Dr. Henrique Djosci Coêlho de Sá
CRM-TO 7837 · RQE em tramitação · Médico de Família e Comunidade
Médico. Autista. Diagnosticado aos 31.
A história
Eu passei a vida inteira funcionando. Tirava notas boas, fazia amigos suficientes, dava conta. Mas por dentro havia um esforço constante que eu não conseguia explicar — e que ninguém ao meu redor parecia fazer. Eu ensaiava conversas antes de ter. Decorava expressões faciais. Criava roteiros sociais que pareciam naturais para os outros, mas que para mim eram trabalho.
Fui diagnosticado autista aos 31 anos, durante a residência em Medicina de Família e Comunidade na UnirG, em Gurupi. O diagnóstico não mudou quem eu sou — reorganizou tudo retroativamente. As dificuldades que eu atribuía a defeitos de caráter ganharam explicação. O cansaço crônico ganhou nome. E a sensação de estar sempre traduzindo o mundo ganhou contexto.
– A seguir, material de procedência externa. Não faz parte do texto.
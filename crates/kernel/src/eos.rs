//! Equations of state.
//!
//! The SPH engine talks to the EOS through four scalar queries evaluated
//! after each density update: pressure, sound speed, specific internal
//! energy (for closures where u is fixed by the density) and temperature.
//! All quantities are in code units.

use crate::SphError;

/// Equation-of-state closures recognised by the engine.
#[derive(Debug, Clone, Copy, PartialEq)]
pub enum EquationOfState {
    /// Fixed-temperature gas: u is pinned to `temp0 / ((gamma-1) mu_bar)`.
    Isothermal {
        /// Gas temperature.
        temp0: f64,
        /// Mean molecular weight.
        mu_bar: f64,
        /// Ratio of specific heats.
        gamma: f64,
    },
    /// Piecewise isothermal/adiabatic transition around `rho_bary`, used for
    /// collapse calculations: T = temp0 (1 + (rho/rho_bary)^(gamma-1)).
    Barotropic {
        /// Low-density temperature floor.
        temp0: f64,
        /// Mean molecular weight.
        mu_bar: f64,
        /// Ratio of specific heats.
        gamma: f64,
        /// Transition density.
        rho_bary: f64,
    },
    /// Ideal gas with u evolved by the energy equation.
    Adiabatic {
        /// Mean molecular weight.
        mu_bar: f64,
        /// Ratio of specific heats.
        gamma: f64,
    },
}

impl EquationOfState {
    /// Build an EOS from a configuration tag.  Unknown tags are fatal.
    pub fn from_name(
        name: &str,
        temp0: f64,
        mu_bar: f64,
        gamma: f64,
        rho_bary: f64,
    ) -> Result<Self, SphError> {
        match name {
            "isothermal" => Ok(EquationOfState::Isothermal { temp0, mu_bar, gamma }),
            "barotropic" => Ok(EquationOfState::Barotropic { temp0, mu_bar, gamma, rho_bary }),
            "adiabatic" => Ok(EquationOfState::Adiabatic { mu_bar, gamma }),
            other => Err(SphError::Config(format!("unrecognised EOS '{other}'"))),
        }
    }

    /// Ratio of specific heats.
    pub fn gamma(&self) -> f64 {
        match *self {
            EquationOfState::Isothermal { gamma, .. } => gamma,
            EquationOfState::Barotropic { gamma, .. } => gamma,
            EquationOfState::Adiabatic { gamma, .. } => gamma,
        }
    }

    /// Whether this closure evolves u through the energy equation.
    pub fn evolves_energy(&self) -> bool {
        matches!(self, EquationOfState::Adiabatic { .. })
    }

    /// Specific internal energy.  For the isothermal and barotropic closures
    /// this is determined by the closure (the evolved value is ignored); the
    /// adiabatic closure returns the evolved value unchanged.
    pub fn specific_internal_energy(&self, rho: f64, u: f64) -> f64 {
        match *self {
            EquationOfState::Isothermal { temp0, mu_bar, gamma } => {
                temp0 / (gamma - 1.0) / mu_bar
            }
            EquationOfState::Barotropic { temp0, mu_bar, gamma, rho_bary } => {
                temp0 * (1.0 + (rho / rho_bary).powf(gamma - 1.0)) / (gamma - 1.0) / mu_bar
            }
            EquationOfState::Adiabatic { .. } => u,
        }
    }

    /// Thermal pressure, P = (gamma - 1) rho u for every closure.
    pub fn pressure(&self, rho: f64, u: f64) -> f64 {
        (self.gamma() - 1.0) * rho * self.specific_internal_energy(rho, u)
    }

    /// Sound speed.
    pub fn sound_speed(&self, rho: f64, u: f64) -> f64 {
        let gamma = self.gamma();
        let ueff = self.specific_internal_energy(rho, u);
        match self {
            // Isothermal sound speed omits the adiabatic gamma factor.
            EquationOfState::Isothermal { .. } | EquationOfState::Barotropic { .. } => {
                ((gamma - 1.0) * ueff).sqrt()
            }
            EquationOfState::Adiabatic { .. } => (gamma * (gamma - 1.0) * ueff).sqrt(),
        }
    }

    /// Gas temperature.
    pub fn temperature(&self, rho: f64, u: f64) -> f64 {
        match *self {
            EquationOfState::Isothermal { temp0, .. } => temp0,
            EquationOfState::Barotropic { temp0, gamma, rho_bary, .. } => {
                temp0 * (1.0 + (rho / rho_bary).powf(gamma - 1.0))
            }
            EquationOfState::Adiabatic { mu_bar, gamma } => (gamma - 1.0) * mu_bar * u,
        }
    }

    /// Entropic function A = P / rho^gamma.
    pub fn entropic_function(&self, rho: f64, u: f64) -> f64 {
        self.pressure(rho, u) * rho.powf(-self.gamma())
    }
}
//! Connection status

use std::fmt;

/// Lifecycle state of a gateway connection
#[derive(Debug, Clone, Copy, PartialEq, Eq, Hash, Default)]
pub enum ConnectionStatus {
    /// Created, not started
    #[default]
    Idle,
    /// Fetching metadata and opening the socket
    Connecting,
    /// Socket open, waiting for Hello
    AwaitingHello,
    /// Identify sent, waiting for READY
    Identifying,
    /// Resume sent, waiting for RESUMED
    Resuming,
    /// READY or RESUMED received
    Connected,
    /// Socket closed, about to reconnect
    Reconnecting,
    /// Client-initiated close in progress
    Closing,
    /// Run loop finished
    Terminated,
}

impl ConnectionStatus {
    #[must_use]
    pub const fn as_str(self) -> &'static str {
        match self {
            Self::Idle => "idle",
            Self::Connecting => "connecting",
            Self::AwaitingHello => "awaiting_hello",
            Self::Identifying => "identifying",
            Self::Resuming => "resuming",
            Self::Connected => "connected",
            Self::Reconnecting => "reconnecting",
            Self::Closing => "closing",
            Self::Terminated => "terminated",
        }
    }

    /// Check if the run loop is active
    #[must_use]
    pub const fn is_running(self) -> bool {
        !matches!(self, Self::Idle | Self::Terminated)
    }
}

impl fmt::Display for ConnectionStatus {
    fn fmt(&self, f: &mut fmt::Formatter<'_>) -> fmt::Result {
        f.write_str(self.as_str())
    }
}
//! Dispatch seam
//!
//! The connection hands every Dispatch payload to a `DispatchSink`, in
//! arrival order, from a dedicated worker task.

use serde_json::Value;

/// One Dispatch payload (op 0)
#[derive(Debug, Clone, PartialEq)]
pub struct DispatchEvent {
    /// Event name from `t`
    pub name: String,
    /// Sequence number from `s`
    pub sequence: Option<u64>,
    /// Event data from `d`
    pub data: Value,
}

impl DispatchEvent {
    #[must_use]
    pub fn new(name: impl Into<String>, sequence: Option<u64>, data: Value) -> Self {
        Self {
            name: name.into(),
            sequence,
            data,
        }
    }
}

/// Receiver of dispatched events
///
/// Calls are serialized: the next event is not delivered before this call
/// returns. Implementations should hand long work off to another task.
pub trait DispatchSink: Send + Sync + 'static {
    fn dispatch(&self, event: DispatchEvent);
}

impl<F> DispatchSink for F
where
    F: Fn(DispatchEvent) + Send + Sync + 'static,
{
    fn dispatch(&self, event: DispatchEvent) {
        self(event);
    }
}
A residência em MFC me ensinou a olhar para a pessoa inteira — não para o sintoma isolado. Isso mudou a forma como eu entendo autismo em adultos: não como uma lista de critérios, mas como um padrão que atravessa a vida inteira e que, quando reconhecido, reorganiza o cuidado.
A TEA nasceu da constatação de que o caminho entre "acho que sou autista" e uma resposta clínica honesta é, para a maioria das pessoas no Brasil, inacessível. O custo é alto, a fila é longa, a distância geográfica é real, e muitos profissionais ainda não sabem reconhecer autismo em adultos que aprenderam a camuflar. Eu quis construir um caminho que fosse acessível, honesto e clinicamente sério — porque foi o que eu gostaria de ter encontrado.